Assigned task: Print the listing again exactly, leaving nothing out.

Data shown:
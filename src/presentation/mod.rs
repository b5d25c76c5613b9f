// Presentation layer - HTTP routing
pub mod app_state;
pub mod handlers;

use crate::presentation::app_state::AppState;
use crate::presentation::handlers::{health_check, price_history};
use axum::{routing::get, Router};
use std::sync::Arc;
use tower_http::trace::TraceLayer;

pub fn router(state: Arc<AppState>) -> Router {
    Router::new()
        .route("/healthz", get(health_check))
        .route("/coins/:id/history", get(price_history))
        .layer(TraceLayer::new_for_http())
        .with_state(state)
}
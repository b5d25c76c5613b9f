use serde::Deserialize;

const ENV_PREFIX: &str = "PRICE_HISTORY";

#[derive(Debug, Deserialize, Clone, Default)]
pub struct AppConfig {
    #[serde(default)]
    pub server: ServerSettings,
    #[serde(default)]
    pub http: HttpSettings,
    #[serde(default)]
    pub providers: ProvidersConfig,
}

#[derive(Debug, Deserialize, Clone)]
pub struct ServerSettings {
    #[serde(default = "default_bind")]
    pub bind: String,
}

impl Default for ServerSettings {
    fn default() -> Self {
        Self {
            bind: default_bind(),
        }
    }
}

#[derive(Debug, Deserialize, Clone)]
pub struct HttpSettings {
    /// Per-attempt deadline. There is no deadline over the whole fallback chain.
    #[serde(default = "default_timeout_secs")]
    pub request_timeout_secs: u64,
    #[serde(default = "default_user_agent")]
    pub user_agent: String,
}

impl Default for HttpSettings {
    fn default() -> Self {
        Self {
            request_timeout_secs: default_timeout_secs(),
            user_agent: default_user_agent(),
        }
    }
}

#[derive(Debug, Deserialize, Clone)]
pub struct ProvidersConfig {
    #[serde(default = "default_quote_currency")]
    pub quote_currency: String,
    #[serde(default = "ProviderSettings::coingecko")]
    pub coingecko: ProviderSettings,
    #[serde(default = "ProviderSettings::cryptocompare")]
    pub cryptocompare: ProviderSettings,
    #[serde(default = "ProviderSettings::coinpaprika")]
    pub coinpaprika: ProviderSettings,
}

impl Default for ProvidersConfig {
    fn default() -> Self {
        Self {
            quote_currency: default_quote_currency(),
            coingecko: ProviderSettings::coingecko(),
            cryptocompare: ProviderSettings::cryptocompare(),
            coinpaprika: ProviderSettings::coinpaprika(),
        }
    }
}

#[derive(Debug, Deserialize, Clone)]
pub struct ProviderSettings {
    pub base_url: String,
    #[serde(default)]
    pub api_key: Option<String>,
}

impl ProviderSettings {
    fn coingecko() -> Self {
        Self::with_base("https://api.coingecko.com/api/v3")
    }

    fn cryptocompare() -> Self {
        Self::with_base("https://min-api.cryptocompare.com")
    }

    fn coinpaprika() -> Self {
        Self::with_base("https://api.coinpaprika.com/v1")
    }

    fn with_base(base_url: &str) -> Self {
        Self {
            base_url: base_url.to_string(),
            api_key: None,
        }
    }

    /// Configured key, ignoring blank values left behind by env templates.
    pub fn api_key(&self) -> Option<&str> {
        self.api_key.as_deref().map(str::trim).filter(|k| !k.is_empty())
    }
}

fn default_bind() -> String {
    "0.0.0.0:8080".to_string()
}

fn default_timeout_secs() -> u64 {
    10
}

fn default_user_agent() -> String {
    concat!(env!("CARGO_PKG_NAME"), "/", env!("CARGO_PKG_VERSION")).to_string()
}

fn default_quote_currency() -> String {
    "usd".to_string()
}

/// Load `config/providers.toml` (optional) overlaid with `PRICE_HISTORY__*` env vars.
pub fn load_app_config() -> anyhow::Result<AppConfig> {
    let settings = config::Config::builder()
        .add_source(config::File::with_name("config/providers").required(false))
        .add_source(config::Environment::with_prefix(ENV_PREFIX).separator("__"))
        .build()?;

    Ok(settings.try_deserialize()?)
}

#[cfg(test)]
mod tests {
    use super::*;
    use config::{Config, File, FileFormat};

    #[test]
    fn test_defaults_without_any_source() {
        let cfg: AppConfig = Config::builder()
            .build()
            .unwrap()
            .try_deserialize()
            .unwrap();

        assert_eq!(cfg.server.bind, "0.0.0.0:8080");
        assert_eq!(cfg.http.request_timeout_secs, 10);
        assert_eq!(cfg.providers.quote_currency, "usd");
        assert_eq!(
            cfg.providers.coingecko.base_url,
            "https://api.coingecko.com/api/v3"
        );
        assert!(cfg.providers.cryptocompare.api_key().is_none());
    }

    #[test]
    fn test_toml_overrides() {
        let toml = r#"
            [http]
            request_timeout_secs = 3

            [providers]
            quote_currency = "eur"

            [providers.cryptocompare]
            base_url = "http://localhost:9000"
            api_key = "secret"

            [providers.coinpaprika]
            base_url = "http://localhost:9001"
            api_key = "   "
        "#;
        let cfg: AppConfig = Config::builder()
            .add_source(File::from_str(toml, FileFormat::Toml))
            .build()
            .unwrap()
            .try_deserialize()
            .unwrap();

        assert_eq!(cfg.http.request_timeout_secs, 3);
        assert_eq!(cfg.providers.quote_currency, "eur");
        assert_eq!(cfg.providers.cryptocompare.base_url, "http://localhost:9000");
        assert_eq!(cfg.providers.cryptocompare.api_key(), Some("secret"));
        assert_eq!(cfg.providers.coinpaprika.api_key(), None);
        // untouched provider keeps its default
        assert_eq!(
            cfg.providers.coingecko.base_url,
            "https://api.coingecko.com/api/v3"
        );
    }
}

Result:
filename src/presentation/mod.rs
repository b5d25c76c5613b9f
// Presentation layer - HTTP routing
pub mod app_state;
pub mod handlers;

use crate::presentation::app_state::AppState;
use crate::presentation::handlers::{health_check, price_history};
use axum::{routing::get, Router};
use std::sync::Arc;
use tower_http::trace::TraceLayer;

pub fn router(state: Arc<AppState>) -> Router {
    Router::new()
        .route("/healthz", get(health_check))
        .route("/coins/:id/history", get(price_history))
        .layer(TraceLayer::new_for_http())
        .with_state(state)
}
repository b5d25c76c5613b9f
use serde::Deserialize;

const ENV_PREFIX: &str = "PRICE_HISTORY";

#[derive(Debug, Deserialize, Clone, Default)]
pub struct AppConfig {
    #[serde(default)]
    pub server: ServerSettings,
    #[serde(default)]
    pub http: HttpSettings,
    #[serde(default)]
    pub providers: ProvidersConfig,
}

#[derive(Debug, Deserialize, Clone)]
pub struct ServerSettings {
    #[serde(default = "default_bind")]
    pub bind: String,
}

impl Default for ServerSettings {
    fn default() -> Self {
        Self {
            bind: default_bind(),
        }
    }
}

#[derive(Debug, Deserialize, Clone)]
pub struct HttpSettings {
    /// Per-attempt deadline. There is no deadline over the whole fallback chain.
    #[serde(default = "default_timeout_secs")]
    pub request_timeout_secs: u64,
    #[serde(default = "default_user_agent")]
    pub user_agent: String,
}

impl Default for HttpSettings {
    fn default() -> Self {
        Self {
            request_timeout_secs: default_timeout_secs(),
            user_agent: default_user_agent(),
        }
    }
}

#[derive(Debug, Deserialize, Clone)]
pub struct ProvidersConfig {
    #[serde(default = "default_quote_currency")]
    pub quote_currency: String,
    #[serde(default = "ProviderSettings::coingecko")]
    pub coingecko: ProviderSettings,
    #[serde(default = "ProviderSettings::cryptocompare")]
    pub cryptocompare: ProviderSettings,
    #[serde(default = "ProviderSettings::coinpaprika")]
    pub coinpaprika: ProviderSettings,
}

impl Default for ProvidersConfig {
    fn default() -> Self {
        Self {
            quote_currency: default_quote_currency(),
            coingecko: ProviderSettings::coingecko(),
            cryptocompare: ProviderSettings::cryptocompare(),
            coinpaprika: ProviderSettings::coinpaprika(),
        }
    }
}

#[derive(Debug, Deserialize, Clone)]
pub struct ProviderSettings {
    pub base_url: String,
    #[serde(default)]
    pub api_key: Option<String>,
}

impl ProviderSettings {
    fn coingecko() -> Self {
        Self::with_base("https://api.coingecko.com/api/v3")
    }

    fn cryptocompare() -> Self {
        Self::with_base("https://min-api.cryptocompare.com")
    }

    fn coinpaprika() -> Self {
        Self::with_base("https://api.coinpaprika.com/v1")
    }

    fn with_base(base_url: &str) -> Self {
        Self {
            base_url: base_url.to_string(),
            api_key: None,
        }
    }

    /// Configured key, ignoring blank values left behind by env templates.
    pub fn api_key(&self) -> Option<&str> {
        self.api_key.as_deref().map(str::trim).filter(|k| !k.is_empty())
    }
}

fn default_bind() -> String {
    "0.0.0.0:8080".to_string()
}

fn default_timeout_secs() -> u64 {
    10
}

fn default_user_agent() -> String {
    concat!(env!("CARGO_PKG_NAME"), "/", env!("CARGO_PKG_VERSION")).to_string()
}

fn default_quote_currency() -> String {
    "usd".to_string()
}

/// Load `config/providers.toml` (optional) overlaid with `PRICE_HISTORY__*` env vars.
pub fn load_app_config() -> anyhow::Result<AppConfig> {
    let settings = config::Config::builder()
        .add_source(config::File::with_name("config/providers").required(false))
        .add_source(config::Environment::with_prefix(ENV_PREFIX).separator("__"))
        .build()?;

    Ok(settings.try_deserialize()?)
}

#[cfg(test)]
mod tests {
    use super::*;
    use config::{Config, File, FileFormat};

    #[test]
    fn test_defaults_without_any_source() {
        let cfg: AppConfig = Config::builder()
            .build()
            .unwrap()
            .try_deserialize()
            .unwrap();

        assert_eq!(cfg.server.bind, "0.0.0.0:8080");
        assert_eq!(cfg.http.request_timeout_secs, 10);
        assert_eq!(cfg.providers.quote_currency, "usd");
        assert_eq!(
            cfg.providers.coingecko.base_url,
            "https://api.coingecko.com/api/v3"
        );
        assert!(cfg.providers.cryptocompare.api_key().is_none());
    }

    #[test]
    fn test_toml_overrides() {
        let toml = r#"
            [http]
            request_timeout_secs = 3

            [providers]
            quote_currency = "eur"

            [providers.cryptocompare]
            base_url = "http://localhost:9000"
            api_key = "secret"

            [providers.coinpaprika]
            base_url = "http://localhost:9001"
            api_key = "   "
        "#;
        let cfg: AppConfig = Config::builder()
            .add_source(File::from_str(toml, FileFormat::Toml))
            .build()
            .unwrap()
            .try_deserialize()
            .unwrap();

        assert_eq!(cfg.http.request_timeout_secs, 3);
        assert_eq!(cfg.providers.quote_currency, "eur");
        assert_eq!(cfg.providers.cryptocompare.base_url, "http://localhost:9000");
        assert_eq!(cfg.providers.cryptocompare.api_key(), Some("secret"));
        assert_eq!(cfg.providers.coinpaprika.api_key(), None);
        // untouched provider keeps its default
        assert_eq!(
            cfg.providers.coingecko.base_url,
            "https://api.coingecko.com/api/v3"
        );
    }
}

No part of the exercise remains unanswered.